FIG. 70.1 Knee radiograph demonstrating osteophytes (arrows) and medial joint space narrowing consistent with degenerative arthritis. (From West SG. Rheumatology Secrets. Philadelphia: Hanley & Belfus; 1997.)
Treatment Initial The PRICE regimen may help provide initial relief for patients in pain: protection with limited weight bearing by using a cane or modification of exercise to reduce stress; relative rest (or taking adequate rests throughout the day, avoiding prolonged standing, climbing of stairs, kneeling, deep knee bending); ice (applied while the skin is protected with a towel for up to 15 minutes at a time several times a day; note, however, that some patients with chronic pain may find better relief with moist heat); compression (if swelling exists, wrapping with an elastic bandage or a sleeve may help); and elevation (may help diminish swelling, if it is present). There are a wide variety of initial treatment options for knee arthritis.
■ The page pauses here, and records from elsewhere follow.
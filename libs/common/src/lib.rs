pub mod id;
pub mod snowflake;

pub use snowflake::SnowflakeGenerator;
//! Identity store: the name → session binding table.
//!
//! Name uniqueness is enforced by the store itself (primary key on `name` in
//! Postgres, the map's entry API in memory), so two racing logins for the same
//! free name cannot both succeed.

use async_trait::async_trait;
use dashmap::mapref::entry::Entry;
use dashmap::DashMap;
use diesel::prelude::*;
use diesel::result::OptionalExtension;

use crate::db::pool::DbPool;
use crate::db::schema::identities;
use crate::error::ApiError;
use crate::models::Identity;

#[async_trait]
pub trait IdentityStore: Send + Sync {
    /// Insert a new identity. Returns `false` when the name is already taken.
    async fn insert(&self, identity: &Identity) -> Result<bool, ApiError>;
    async fn find_by_name(&self, name: &str) -> Result<Option<Identity>, ApiError>;
    async fn find_by_session(&self, session_id: &str) -> Result<Option<Identity>, ApiError>;
    /// Whether `name` is currently bound to exactly `session_id`.
    async fn is_bound(&self, name: &str, session_id: &str) -> Result<bool, ApiError>;
    async fn list(&self) -> Result<Vec<Identity>, ApiError>;
    /// Remove whatever identity is bound to `session_id`, returning it.
    async fn delete_by_session(&self, session_id: &str) -> Result<Option<Identity>, ApiError>;
    /// Remove every identity bound to `session_id` except `keep`.
    async fn release_others(&self, session_id: &str, keep: &str) -> Result<Vec<Identity>, ApiError>;
    /// Drop every identity. Run once at startup.
    async fn clear(&self) -> Result<(), ApiError>;
}

// ---------------------------------------------------------------------------
// In-memory implementation (tests / no DATABASE_URL)
// ---------------------------------------------------------------------------

#[derive(Default)]
pub struct MemoryIdentityStore {
    by_name: DashMap<String, Identity>,
}

impl MemoryIdentityStore {
    pub fn new() -> Self {
        Self::default()
    }

    /// Remove the identities bound to `session_id` whose name passes `pick`.
    fn remove_where(&self, session_id: &str, pick: impl Fn(&str) -> bool) -> Vec<Identity> {
        // Resolve the keys first: removing while iterating would deadlock the shard.
        let names: Vec<String> = self
            .by_name
            .iter()
            .filter(|entry| entry.session_id == session_id && pick(entry.key()))
            .map(|entry| entry.key().clone())
            .collect();

        names
            .iter()
            .filter_map(|name| {
                self.by_name
                    .remove_if(name, |_, identity| identity.session_id == session_id)
                    .map(|(_, identity)| identity)
            })
            .collect()
    }
}

#[async_trait]
impl IdentityStore for MemoryIdentityStore {
    async fn insert(&self, identity: &Identity) -> Result<bool, ApiError> {
        match self.by_name.entry(identity.name.clone()) {
            Entry::Occupied(_) => Ok(false),
            Entry::Vacant(slot) => {
                slot.insert(identity.clone());
                Ok(true)
            }
        }
    }

    async fn find_by_name(&self, name: &str) -> Result<Option<Identity>, ApiError> {
        Ok(self.by_name.get(name).map(|entry| entry.value().clone()))
    }

    async fn find_by_session(&self, session_id: &str) -> Result<Option<Identity>, ApiError> {
        Ok(self
            .by_name
            .iter()
            .find(|entry| entry.session_id == session_id)
            .map(|entry| entry.value().clone()))
    }

    async fn is_bound(&self, name: &str, session_id: &str) -> Result<bool, ApiError> {
        Ok(self
            .by_name
            .get(name)
            .is_some_and(|entry| entry.session_id == session_id))
    }

    async fn list(&self) -> Result<Vec<Identity>, ApiError> {
        let mut all: Vec<Identity> = self.by_name.iter().map(|e| e.value().clone()).collect();
        all.sort_by(|a, b| a.created_at.cmp(&b.created_at));
        Ok(all)
    }

    async fn delete_by_session(&self, session_id: &str) -> Result<Option<Identity>, ApiError> {
        Ok(self.remove_where(session_id, |_| true).into_iter().next())
    }

    async fn release_others(&self, session_id: &str, keep: &str) -> Result<Vec<Identity>, ApiError> {
        Ok(self.remove_where(session_id, |name| name != keep))
    }

    async fn clear(&self) -> Result<(), ApiError> {
        self.by_name.clear();
        Ok(())
    }
}

// ---------------------------------------------------------------------------
// PostgreSQL implementation
// ---------------------------------------------------------------------------

pub struct PgIdentityStore {
    pool: DbPool,
}

impl PgIdentityStore {
    pub fn new(pool: DbPool) -> Self {
        Self { pool }
    }
}

#[async_trait]
impl IdentityStore for PgIdentityStore {
    async fn insert(&self, identity: &Identity) -> Result<bool, ApiError> {
        let mut conn = self.pool.get().await?;

        let inserted = diesel_async::RunQueryDsl::execute(
            diesel::insert_into(identities::table)
                .values(identity)
                .on_conflict_do_nothing(),
            &mut conn,
        )
        .await?;

        Ok(inserted == 1)
    }

    async fn find_by_name(&self, name: &str) -> Result<Option<Identity>, ApiError> {
        let mut conn = self.pool.get().await?;

        let identity = diesel_async::RunQueryDsl::get_result(
            identities::table
                .find(name)
                .select(Identity::as_select()),
            &mut conn,
        )
        .await
        .optional()?;

        Ok(identity)
    }

    async fn find_by_session(&self, session_id: &str) -> Result<Option<Identity>, ApiError> {
        let mut conn = self.pool.get().await?;

        let identity = diesel_async::RunQueryDsl::first(
            identities::table
                .filter(identities::session_id.eq(session_id))
                .order(identities::created_at.asc())
                .select(Identity::as_select()),
            &mut conn,
        )
        .await
        .optional()?;

        Ok(identity)
    }

    async fn is_bound(&self, name: &str, session_id: &str) -> Result<bool, ApiError> {
        let mut conn = self.pool.get().await?;

        let bound = diesel_async::RunQueryDsl::get_result(
            diesel::select(diesel::dsl::exists(
                identities::table
                    .filter(identities::name.eq(name))
                    .filter(identities::session_id.eq(session_id)),
            )),
            &mut conn,
        )
        .await?;

        Ok(bound)
    }

    async fn list(&self) -> Result<Vec<Identity>, ApiError> {
        let mut conn = self.pool.get().await?;

        let all = diesel_async::RunQueryDsl::load(
            identities::table
                .order(identities::created_at.asc())
                .select(Identity::as_select()),
            &mut conn,
        )
        .await?;

        Ok(all)
    }

    async fn delete_by_session(&self, session_id: &str) -> Result<Option<Identity>, ApiError> {
        let mut conn = self.pool.get().await?;

        let removed: Vec<Identity> = diesel_async::RunQueryDsl::get_results(
            diesel::delete(identities::table.filter(identities::session_id.eq(session_id)))
                .returning(Identity::as_returning()),
            &mut conn,
        )
        .await?;

        Ok(removed.into_iter().next())
    }

    async fn release_others(&self, session_id: &str, keep: &str) -> Result<Vec<Identity>, ApiError> {
        let mut conn = self.pool.get().await?;

        let released = diesel_async::RunQueryDsl::get_results(
            diesel::delete(
                identities::table
                    .filter(identities::session_id.eq(session_id))
                    .filter(identities::name.ne(keep)),
            )
            .returning(Identity::as_returning()),
            &mut conn,
        )
        .await?;

        Ok(released)
    }

    async fn clear(&self) -> Result<(), ApiError> {
        let mut conn = self.pool.get().await?;
        let removed = diesel_async::RunQueryDsl::execute(diesel::delete(identities::table), &mut conn).await?;
        tracing::info!(removed, "identity store cleared");
        Ok(())
    }
}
Current guidelines put forth by the American College of Rheumatology suggest the use of acetaminophen as a first-line therapy for OA,13 followed by oral and topical nonsteroidal anti-inflammatory drugs. Prior recommendations of topical capsaicin cream and nutritional intervention, such as glucosamine sulfate and chondroitin sulfate, are no longer in place. Orthotics and footwear modifications are also included in the list of treatment options and are discussed further in the next section.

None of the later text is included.